Fernández Del Campo Inés S, Carmona-Barrón Venezia G, Diaz I, Plaza I, Alvarado J C, Merchán M A
Lab.4 Auditory Neuroplasticity, Institute for Neuroscience of Castilla y León. University of Salamanca. Salamanca, Spain.
Facultad de Medicina, IDINE, Universidad de Castilla la Mancha, Albacete, Spain.
Hear Res. 2024 Mar 15;444:108969. doi: 10.1016/j.heares.2024.108969. Epub 2024 Feb 6.

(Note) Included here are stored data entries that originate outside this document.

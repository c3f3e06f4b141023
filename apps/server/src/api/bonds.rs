use std::sync::Arc;

use axum::{
    extract::{Path, State},
    Json,
};
use marketdesk_gateway::models::BondPrice;

use crate::{
    error::ApiResult,
    main_lib::AppState,
    models::{BondRateTable, Envelope},
};

/// Average Treasury rates, labelled with the source that served them.
pub async fn get_bond_rates(
    State(state): State<Arc<AppState>>,
) -> ApiResult<Json<Envelope<BondRateTable>>> {
    let rates = state.gateway.bond_rates().await?;
    Ok(Json(
        rates
            .map(|sourced| BondRateTable {
                source: sourced.source,
                rates: sourced.data,
            })
            .into(),
    ))
}

pub async fn get_bond_price(
    State(state): State<Arc<AppState>>,
    Path(isin): Path<String>,
) -> ApiResult<Json<Envelope<BondPrice>>> {
    let price = state.gateway.bond_price(&isin).await?;
    Ok(Json(price.into()))
}
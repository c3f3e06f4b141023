//! Normalized data models returned by the gateway.
//!
//! Every upstream payload is mapped into one of these stable schemas before
//! it is cached or returned, whatever field names the upstream used.

mod bond;
mod macro_series;
mod news;
mod quote;

pub use bond::{BondPrice, BondRate, BondRates};
pub use macro_series::{MacroObservation, MacroRates};
pub use news::NewsArticle;
pub use quote::Quote;

use serde::Serialize;

/// A gateway result plus whether it was served from the TTL cache.
#[derive(Debug, Clone, PartialEq)]
pub struct Fetched<T> {
    pub data: T,
    pub from_cache: bool,
}

impl<T> Fetched<T> {
    pub fn fresh(data: T) -> Self {
        Self {
            data,
            from_cache: false,
        }
    }

    pub fn cached(data: T) -> Self {
        Self {
            data,
            from_cache: true,
        }
    }

    /// Transform the payload, keeping the cache flag.
    pub fn map<U>(self, f: impl FnOnce(T) -> U) -> Fetched<U> {
        Fetched {
            data: f(self.data),
            from_cache: self.from_cache,
        }
    }
}

/// Data produced by a fallback chain, labelled with the source that served it.
#[derive(Debug, Clone, PartialEq, Serialize)]
pub struct Sourced<T> {
    pub data: T,
    pub source: String,
}
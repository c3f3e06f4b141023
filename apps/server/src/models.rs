use chrono::NaiveDate;
use marketdesk_gateway::models::{BondRates, Fetched, MacroObservation, NewsArticle};
use serde::Serialize;

/// Public response envelope: the payload's fields plus `fromCache`.
#[derive(Serialize, Debug)]
#[serde(rename_all = "camelCase")]
pub struct Envelope<T: Serialize> {
    #[serde(flatten)]
    pub data: T,
    pub from_cache: bool,
}

impl<T: Serialize> From<Fetched<T>> for Envelope<T> {
    fn from(fetched: Fetched<T>) -> Self {
        Self {
            data: fetched.data,
            from_cache: fetched.from_cache,
        }
    }
}

#[derive(Serialize, Debug)]
#[serde(rename_all = "camelCase")]
pub struct MacroHistory {
    pub series_id: String,
    pub start: Option<NaiveDate>,
    pub end: Option<NaiveDate>,
    pub observations: Vec<MacroObservation>,
}

#[derive(Serialize, Debug)]
pub struct NewsFeed {
    pub query: String,
    pub articles: Vec<NewsArticle>,
}

#[derive(Serialize, Debug)]
pub struct BondRateTable {
    pub source: String,
    pub rates: BondRates,
}
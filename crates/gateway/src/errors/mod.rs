//! Error types and failure classification for the gateway.
//!
//! This module provides:
//! - [`GatewayError`]: The error enum returned by every gateway operation
//! - [`FailureClass`]: Classification consumed by the controller layer
//! - [`SourceFailure`]: One failed strategy inside a fallback chain

mod class;

pub use class::FailureClass;

use std::fmt;

use thiserror::Error;

/// Errors that can occur while fetching data from an upstream.
///
/// The enum is `Clone` so a single settled upstream call can be handed to every
/// caller that joined it. Transport errors are therefore converted into typed
/// variants (see [`GatewayError::transport`]) instead of being wrapped.
#[derive(Error, Debug, Clone)]
pub enum GatewayError {
    /// The upstream signaled quota exhaustion (HTTP 429 or a quota payload).
    #[error("Rate limited: {provider}")]
    RateLimited {
        /// The provider that rate limited the request
        provider: String,
    },

    /// The upstream answered with a non-2xx status or could not be reached.
    #[error("Upstream unavailable: {provider} - {message}")]
    UpstreamUnavailable {
        /// The provider that failed
        provider: String,
        /// Status line or transport error text
        message: String,
    },

    /// The request exceeded the provider's per-call deadline.
    #[error("Timeout: {provider}")]
    Timeout {
        /// The provider that timed out
        provider: String,
    },

    /// The token endpoint or the upstream rejected our credentials.
    #[error("Authentication failed: {provider} - {message}")]
    AuthFailure {
        /// The provider that rejected the credentials
        provider: String,
        /// Error description returned by the provider
        message: String,
    },

    /// The upstream payload was well-formed but empty.
    #[error("Not found: {provider} - {resource}")]
    NotFound {
        /// The provider that was asked
        provider: String,
        /// What was requested (symbol, series id, query, ...)
        resource: String,
    },

    /// The upstream payload could not be understood.
    #[error("Invalid payload: {provider} - {message}")]
    InvalidPayload {
        /// The provider that sent the payload
        provider: String,
        /// Parse error or unexpected payload description
        message: String,
    },

    /// Every strategy in a fallback chain failed.
    #[error("All sources failed for {dataset}: {}", join_failures(.attempts))]
    AllSourcesExhausted {
        /// Logical dataset the chain was serving
        dataset: String,
        /// One entry per attempted source, in priority order
        attempts: Vec<SourceFailure>,
    },

    /// Settings are missing or invalid.
    #[error("Configuration error: {0}")]
    Configuration(String),

    /// A shared upstream call ended without producing a result (it panicked).
    #[error("Call interrupted: {0}")]
    Interrupted(String),
}

/// A single failed strategy inside a fallback chain.
#[derive(Debug, Clone)]
pub struct SourceFailure {
    /// Name of the strategy, e.g. `"FiscalDataJson"`
    pub source: String,
    /// The error that strategy produced
    pub error: GatewayError,
}

impl fmt::Display for SourceFailure {
    fn fmt(&self, f: &mut fmt::Formatter<'_>) -> fmt::Result {
        write!(f, "{}: {}", self.source, self.error)
    }
}

fn join_failures(attempts: &[SourceFailure]) -> String {
    if attempts.is_empty() {
        return "no sources configured".to_string();
    }
    attempts
        .iter()
        .map(ToString::to_string)
        .collect::<Vec<_>>()
        .join(" | ")
}

impl GatewayError {
    /// Convert a `reqwest` transport error into a typed gateway error.
    pub fn transport(provider: &str, err: reqwest::Error) -> Self {
        if err.is_timeout() {
            Self::Timeout {
                provider: provider.to_string(),
            }
        } else {
            Self::UpstreamUnavailable {
                provider: provider.to_string(),
                message: err.to_string(),
            }
        }
    }

    /// Returns the failure classification for this error.
    ///
    /// A fallback chain failure reports the class shared by all of its
    /// attempts; mixed (or empty) attempts are reported as `Connectivity`.
    ///
    /// # Examples
    ///
    /// ```
    /// use marketdesk_gateway::errors::{FailureClass, GatewayError};
    ///
    /// let error = GatewayError::RateLimited { provider: "ALPHA_VANTAGE".to_string() };
    /// assert_eq!(error.class(), FailureClass::RateLimited);
    ///
    /// let error = GatewayError::Timeout { provider: "FRED".to_string() };
    /// assert_eq!(error.class(), FailureClass::Connectivity);
    /// ```
    pub fn class(&self) -> FailureClass {
        match self {
            Self::RateLimited { .. } => FailureClass::RateLimited,
            Self::UpstreamUnavailable { .. } | Self::Timeout { .. } => FailureClass::Connectivity,
            Self::AuthFailure { .. } => FailureClass::Auth,
            Self::NotFound { .. } => FailureClass::NotFound,
            Self::InvalidPayload { .. } | Self::Configuration(_) | Self::Interrupted(_) => {
                FailureClass::Internal
            }
            Self::AllSourcesExhausted { attempts, .. } => {
                let mut classes = attempts.iter().map(|a| a.error.class());
                match classes.next() {
                    Some(first) if classes.all(|c| c == first) => first,
                    _ => FailureClass::Connectivity,
                }
            }
        }
    }

    /// Whether the upstream reported quota exhaustion.
    pub fn is_rate_limited(&self) -> bool {
        matches!(self, Self::RateLimited { .. })
    }
}
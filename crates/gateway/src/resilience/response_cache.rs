//! Cache-aside lookup combining the TTL cache with single-flight.
//!
//! Per-request flow:
//! `lookup -> hit (served from cache) | miss -> join or start upstream call
//! -> look up again -> on success store and return | on error return the
//! error uncached`.

use std::collections::BTreeMap;
use std::fmt;
use std::future::Future;
use std::sync::Arc;
use std::time::Duration;

use futures::future::{self, Either};
use log::debug;

use super::{SingleFlight, TtlCache};
use crate::errors::GatewayError;
use crate::models::Fetched;

/// Deterministic cache key derived from an endpoint and its parameters.
///
/// Parameters are sorted by name before serialization, so the same logical
/// request always maps to the same key. Credentials must never be passed in.
#[derive(Debug, Clone, PartialEq, Eq, Hash)]
pub struct CacheKey(String);

impl CacheKey {
    pub fn new(endpoint: &str, params: &[(&str, &str)]) -> Self {
        let params: BTreeMap<&str, &str> = params.iter().copied().collect();
        let key = serde_json::json!({ "endpoint": endpoint, "params": params });
        Self(key.to_string())
    }

    pub fn as_str(&self) -> &str {
        &self.0
    }
}

impl fmt::Display for CacheKey {
    fn fmt(&self, f: &mut fmt::Formatter<'_>) -> fmt::Result {
        f.write_str(&self.0)
    }
}

/// Cached, de-duplicated access to one kind of upstream response.
pub struct ResponseCache<V> {
    name: &'static str,
    entries: Arc<TtlCache<V>>,
    flights: SingleFlight<Fetched<V>>,
}

impl<V> ResponseCache<V>
where
    V: Clone + Send + Sync + 'static,
{
    pub fn new(name: &'static str, ttl: Duration) -> Self {
        Self {
            name,
            entries: Arc::new(TtlCache::new(ttl)),
            flights: SingleFlight::new(),
        }
    }

    /// Return the cached value for `key`, or fetch, store and return it.
    ///
    /// Concurrent misses for the same key share a single `fetch`. Failed
    /// fetches are not cached.
    pub async fn get_or_fetch<F, Fut>(
        &self,
        key: &CacheKey,
        fetch: F,
    ) -> Result<Fetched<V>, GatewayError>
    where
        F: FnOnce() -> Fut,
        Fut: Future<Output = Result<V, GatewayError>> + Send + 'static,
    {
        if let Some(value) = self.entries.get(key.as_str()) {
            debug!("{} cache hit: {}", self.name, key);
            return Ok(Fetched::cached(value));
        }
        debug!("{} cache miss: {}", self.name, key);
        self.load(key, fetch).await
    }

    /// Join or start the upstream call for `key`.
    ///
    /// The registered call looks the key up again first, so a miss observed
    /// just before an earlier call stored its value does not fetch twice.
    async fn load<F, Fut>(&self, key: &CacheKey, fetch: F) -> Result<Fetched<V>, GatewayError>
    where
        F: FnOnce() -> Fut,
        Fut: Future<Output = Result<V, GatewayError>> + Send + 'static,
    {
        let entries = Arc::clone(&self.entries);
        let cache_key = key.as_str().to_string();
        let name = self.name;
        self.flights
            .run(key.as_str(), move || match entries.get(&cache_key) {
                Some(value) => {
                    debug!("{} stored while waiting: {}", name, cache_key);
                    Either::Left(future::ready(Ok(Fetched::cached(value))))
                }
                None => {
                    let pending = fetch();
                    Either::Right(async move {
                        let value = pending.await?;
                        entries.set(cache_key, value.clone());
                        Ok(Fetched::fresh(value))
                    })
                }
            })
            .await
    }

    /// Direct access to the underlying TTL cache.
    pub fn entries(&self) -> &TtlCache<V> {
        &self.entries
    }
}

#[cfg(test)]
mod tests {
    use super::*;
    use std::sync::atomic::{AtomicUsize, Ordering};

    use futures::future::join_all;

    #[test]
    fn test_cache_key_is_order_independent() {
        let a = CacheKey::new("GLOBAL_QUOTE", &[("symbol", "IBM"), ("interval", "1d")]);
        let b = CacheKey::new("GLOBAL_QUOTE", &[("interval", "1d"), ("symbol", "IBM")]);
        assert_eq!(a, b);
        assert_eq!(
            a.as_str(),
            r#"{"endpoint":"GLOBAL_QUOTE","params":{"interval":"1d","symbol":"IBM"}}"#
        );
    }

    #[test]
    fn test_cache_key_distinguishes_params() {
        let a = CacheKey::new("GLOBAL_QUOTE", &[("symbol", "IBM")]);
        let b = CacheKey::new("GLOBAL_QUOTE", &[("symbol", "MSFT")]);
        assert_ne!(a, b);
    }

    #[tokio::test(start_paused = true)]
    async fn test_second_lookup_is_served_from_cache() {
        let cache = ResponseCache::new("test", Duration::from_secs(300));
        let key = CacheKey::new("series", &[("id", "DGS10")]);
        let calls = Arc::new(AtomicUsize::new(0));

        for _ in 0..2 {
            let calls = calls.clone();
            cache
                .get_or_fetch(&key, move || async move {
                    calls.fetch_add(1, Ordering::SeqCst);
                    Ok(42u32)
                })
                .await
                .unwrap();
        }

        assert_eq!(calls.load(Ordering::SeqCst), 1);
        let calls_after = calls.clone();
        let third = cache
            .get_or_fetch(&key, move || async move {
                calls_after.fetch_add(1, Ordering::SeqCst);
                Ok(0u32)
            })
            .await
            .unwrap();
        assert_eq!(third, Fetched::cached(42));
    }

    #[tokio::test(start_paused = true)]
    async fn test_expired_entry_triggers_refetch() {
        let cache = ResponseCache::new("test", Duration::from_secs(300));
        let key = CacheKey::new("series", &[("id", "DGS10")]);
        let calls = Arc::new(AtomicUsize::new(0));

        let fetch = |calls: Arc<AtomicUsize>| {
            move || async move {
                let n = calls.fetch_add(1, Ordering::SeqCst);
                Ok(n as u32)
            }
        };

        let first = cache.get_or_fetch(&key, fetch(calls.clone())).await.unwrap();
        assert!(!first.from_cache);

        tokio::time::advance(Duration::from_secs(301)).await;

        let second = cache.get_or_fetch(&key, fetch(calls.clone())).await.unwrap();
        assert!(!second.from_cache);
        assert_eq!(second.data, 1);
        assert_eq!(calls.load(Ordering::SeqCst), 2);
    }

    #[tokio::test(start_paused = true)]
    async fn test_concurrent_misses_share_one_fetch() {
        let cache = ResponseCache::new("test", Duration::from_secs(300));
        let key = CacheKey::new("news", &[("q", "bonds")]);
        let calls = Arc::new(AtomicUsize::new(0));

        let lookups = (0..5).map(|_| {
            let calls = calls.clone();
            let cache = &cache;
            let key = &key;
            async move {
                cache
                    .get_or_fetch(key, move || async move {
                        calls.fetch_add(1, Ordering::SeqCst);
                        tokio::time::sleep(Duration::from_millis(100)).await;
                        Ok("headline".to_string())
                    })
                    .await
            }
        });
        let results = join_all(lookups).await;

        assert_eq!(calls.load(Ordering::SeqCst), 1);
        assert!(results.iter().all(|r| r.as_ref().unwrap().data == "headline"));
        assert_eq!(cache.entries().len(), 1);
    }

    #[tokio::test(start_paused = true)]
    async fn test_errors_are_not_cached() {
        let cache: ResponseCache<u32> = ResponseCache::new("test", Duration::from_secs(300));
        let key = CacheKey::new("quote", &[("symbol", "IBM")]);

        let failed = cache
            .get_or_fetch(&key, || async {
                Err(GatewayError::Timeout {
                    provider: "TEST".to_string(),
                })
            })
            .await;
        assert!(failed.is_err());
        assert!(cache.entries().is_empty());

        let ok = cache.get_or_fetch(&key, || async { Ok(7) }).await.unwrap();
        assert_eq!(ok, Fetched::fresh(7));
    }

    #[tokio::test(start_paused = true)]
    async fn test_value_stored_meanwhile_is_not_fetched_again() {
        let cache = ResponseCache::new("test", Duration::from_secs(300));
        let key = CacheKey::new("series", &[("id", "DFF")]);
        let calls = Arc::new(AtomicUsize::new(0));

        let first = cache
            .get_or_fetch(&key, || async { Ok(3u32) })
            .await
            .unwrap();
        assert_eq!(first, Fetched::fresh(3));

        // A caller whose own lookup missed just before the value above landed
        let late = cache
            .load(&key, {
                let calls = calls.clone();
                move || async move {
                    calls.fetch_add(1, Ordering::SeqCst);
                    Ok(4u32)
                }
            })
            .await
            .unwrap();
        assert_eq!(late, Fetched::cached(3));
        assert_eq!(calls.load(Ordering::SeqCst), 0);
    }

    #[tokio::test(start_paused = true)]
    async fn test_abandoned_lookup_does_not_serve_later_callers() {
        let cache = ResponseCache::new("test", Duration::from_secs(300));
        let key = CacheKey::new("quote", &[("symbol", "IBM")]);
        let calls = Arc::new(AtomicUsize::new(0));

        let fetch = |calls: Arc<AtomicUsize>| {
            move || async move {
                let n = calls.fetch_add(1, Ordering::SeqCst) as u32;
                tokio::time::sleep(Duration::from_secs(2)).await;
                Ok(n)
            }
        };

        let abandoned = tokio::time::timeout(
            Duration::from_secs(1),
            cache.get_or_fetch(&key, fetch(calls.clone())),
        )
        .await;
        assert!(abandoned.is_err());

        tokio::time::sleep(Duration::from_secs(3600)).await;

        let later = cache.get_or_fetch(&key, fetch(calls.clone())).await.unwrap();
        assert_eq!(later, Fetched::fresh(1));
        assert_eq!(calls.load(Ordering::SeqCst), 2);
    }
}
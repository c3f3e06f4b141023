pub async fn healthz() -> &'static str {
    "ok"
}
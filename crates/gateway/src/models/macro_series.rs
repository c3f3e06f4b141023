use std::collections::BTreeMap;

use chrono::NaiveDate;
use rust_decimal::Decimal;
use serde::Serialize;

/// One dated value of a macroeconomic series.
#[derive(Debug, Clone, PartialEq, Serialize)]
#[serde(rename_all = "camelCase")]
pub struct MacroObservation {
    pub series_id: String,
    pub date: NaiveDate,
    pub value: Decimal,
}

/// Consolidated bundle of the latest value of several series.
///
/// A series whose fetch failed is present with `None`, so consumers see
/// which metrics are missing rather than a shorter map.
#[derive(Debug, Clone, Default, PartialEq, Serialize)]
pub struct MacroRates {
    pub rates: BTreeMap<String, Option<MacroObservation>>,
}

impl MacroRates {
    /// Number of series that produced a value.
    pub fn available(&self) -> usize {
        self.rates.values().filter(|v| v.is_some()).count()
    }

    /// Series ids that failed.
    pub fn missing(&self) -> Vec<&str> {
        self.rates
            .iter()
            .filter(|(_, v)| v.is_none())
            .map(|(k, _)| k.as_str())
            .collect()
    }
}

Presbycusis or age-related hearing loss (ARHL) is one of the most prevalent chronic health problems facing aging populations. Along the auditory pathway, the stations involved in transmission and processing, function as a system of interconnected feedback loops. Regulating hierarchically auditory processing, auditory cortex (AC) neuromodulation can, accordingly, activate both peripheral and central plasticity after hearing loss. However, previous ARHL-prevention interventions have mainly focused on preserving the structural and functional integrity of the inner ear, overlooking the central auditory system. In this study, using an animal model of spontaneous ARHL, we aim at assessing the effects of multisession epidural direct current stimulation of the AC through stereotaxic implantation of a 1-mm silver ball anode in Wistar rats. Consisting of 7 sessions (0.1 mA/10 min), on alternate days, in awake animals, our stimulation protocol was applied at the onset of hearing loss (threshold shift detection at 16 months). Click- and pure-tone auditory brainstem responses (ABRs) were analyzed in two animal groups, namely electrically stimulated (ES) and non-stimulated (NES) sham controls, comparing recordings at 18 months of age. At 18 months, NES animals showed significantly increased threshold shifts, decreased wave amplitudes, and increased wave latencies after click and tonal ABRs, reflecting a significant, spontaneous ARHL evolution. Conversely, in ES animals, no significant differences were detected in any of these parameters when comparing 16 and 18 months ABRs, indicating a delay in ARHL progression. Electrode placement in the auditory cortex was accurate, and the stimulation did not cause significant damage, as shown by the limited presence of superficial reactive microglial cells after IBA1 immunostaining. In conclusion, multisession DC stimulation of the AC has a protective effect on auditory function, delaying the progression of presbycusis.
老年性聋或年龄相关性听力损失(ARHL)是老龄化人群面临的最普遍的慢性健康问题之一。在听觉通路上,参与声音传导和处理的各个部位,共同构成一个相互连接的反馈回路系统。听觉皮层(AC)神经调节通过分级调节听觉处理过程,能够在听力损失后激活外周和中枢的可塑性。然而,以往预防ARHL的干预措施主要集中在保持内耳的结构和功能完整性,而忽视了中枢听觉系统。在本研究中,我们使用自发性ARHL动物模型,通过在Wistar大鼠立体定向植入1毫米银球阳极,评估多疗程硬膜外直流电刺激AC的效果。我们的刺激方案包括7个疗程(0.1 mA/10分钟),在清醒动物中隔天进行,于听力损失开始时(16个月时检测阈值变化)应用。在两个动物组中分析了短声和纯音听觉脑干反应(ABR),即电刺激(ES)组和非刺激(NES)假手术对照组,并比较了18个月龄时的记录。在18个月时,NES组动物在短声和纯音ABR后显示出阈值变化显著增加、波幅降低和波潜伏期延长,这反映出自发性ARHL有显著进展。相反,在ES组动物中,比较16个月和18个月的ABR时,这些参数均未检测到显著差异,表明ARHL进展延迟。听觉皮层电极放置准确,刺激未造成明显损伤,IBA1免疫染色后可见浅层反应性小胶质细胞数量有限。总之,多疗程AC直流电刺激对听觉功能具有保护作用,可延缓老年性聋的进展。